• Task description: Exactly as written, copy the lines that run from the start of the data below to the line containing "an altitude walk", both ends included.

*** Opening Records for this exercise ***

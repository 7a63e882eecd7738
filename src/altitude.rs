//! Altitude up/down analysis
//!
//! Walks the altitude channel and cuts it at direction reversals whose
//! preceding climb or descent reached a minimum altitude difference. Smaller
//! reversals are treated as noise and stay inside the current segment.

use serde::{Deserialize, Serialize};

/// Result of an altitude walk
#[derive(Debug, Clone, Default, PartialEq, Serialize, Deserialize)]
pub struct AltitudeUpDown {
    /// Segment boundaries, first 0 and last the final sample
    pub boundaries: Vec<usize>,
    /// Signed min/max altitude span of each segment
    pub segment_diffs: Vec<f64>,
    /// Sum of all ascending segment spans
    pub altitude_up: f64,
    /// Sum of all descending segment spans (negative or 0)
    pub altitude_down: f64,
}

/// Segment `altitude` at climbs and descents of at least `min_diff` meters
pub fn altitude_up_down(altitude: &[f64], min_diff: f64) -> AltitudeUpDown {
    let mut result = AltitudeUpDown::default();
    let Some(&first) = altitude.first() else {
        return result;
    };

    result.boundaries.push(0);
    let last = altitude.len() - 1;
    if last == 0 {
        return result;
    }

    let mut segment_min = first;
    let mut segment_max = first;
    let mut segment_start_altitude = first;
    let mut previous_altitude = first;
    let mut previous_diff = 0.0;
    let mut climb = 0.0;
    let mut descent = 0.0;

    for (index, &value) in altitude.iter().enumerate().take(last).skip(1) {
        let diff = value - previous_altitude;

        if diff > 0.0 {
            if previous_diff >= 0.0 {
                climb += diff;
                segment_max = segment_max.max(value);
            } else {
                if descent <= -min_diff {
                    let span = segment_min - segment_max;
                    result.altitude_down += span;
                    result.boundaries.push(index - 1);
                    result.segment_diffs.push(span);

                    segment_min = previous_altitude;
                    segment_max = value;
                    segment_start_altitude = previous_altitude;
                } else {
                    segment_max = segment_max.max(value);
                }
                climb = diff;
                descent = 0.0;
            }
        } else if diff < 0.0 {
            if previous_diff <= 0.0 {
                descent += diff;
                segment_min = segment_min.min(value);
            } else {
                if climb >= min_diff {
                    let span = segment_max - segment_min;
                    result.altitude_up += span;
                    result.boundaries.push(index - 1);
                    result.segment_diffs.push(span);

                    segment_min = value;
                    segment_max = previous_altitude;
                    segment_start_altitude = previous_altitude;
                } else {
                    segment_min = segment_min.min(value);
                }
                climb = 0.0;
                descent = diff;
            }
        }

        if diff != 0.0 {
            previous_diff = diff;
        }
        previous_altitude = value;
    }

    let end_altitude = altitude[last];
    let span = segment_max.max(end_altitude) - segment_min.min(end_altitude);
    let span = if end_altitude < segment_start_altitude {
        -span
    } else {
        span
    };

    if span > 0.0 {
        result.altitude_up += span;
    } else {
        result.altitude_down += span;
    }
    result.boundaries.push(last);
    result.segment_diffs.push(span);

    result
}

/// Sum of ascending and descending deltas between consecutive values
pub fn sum_up_down<I>(values: I) -> (f64, f64)
where
    I: IntoIterator<Item = f64>,
{
    let mut values = values.into_iter();
    let Some(mut previous) = values.next() else {
        return (0.0, 0.0);
    };

    let mut up = 0.0;
    let mut down = 0.0;
    for value in values {
        let delta = value - previous;
        if delta > 0.0 {
            up += delta;
        } else {
            down += delta;
        }
        previous = value;
    }

    (up, down)
}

*** Closing Records for this exercise ***

• Answer section:
repository 7a63e882eecd7738
filename src/altitude.rs
//! Altitude up/down analysis
//!
//! Walks the altitude channel and cuts it at direction reversals whose
//! preceding climb or descent reached a minimum altitude difference. Smaller
//! reversals are treated as noise and stay inside the current segment.

use serde::{Deserialize, Serialize};

/// Result of an altitude walk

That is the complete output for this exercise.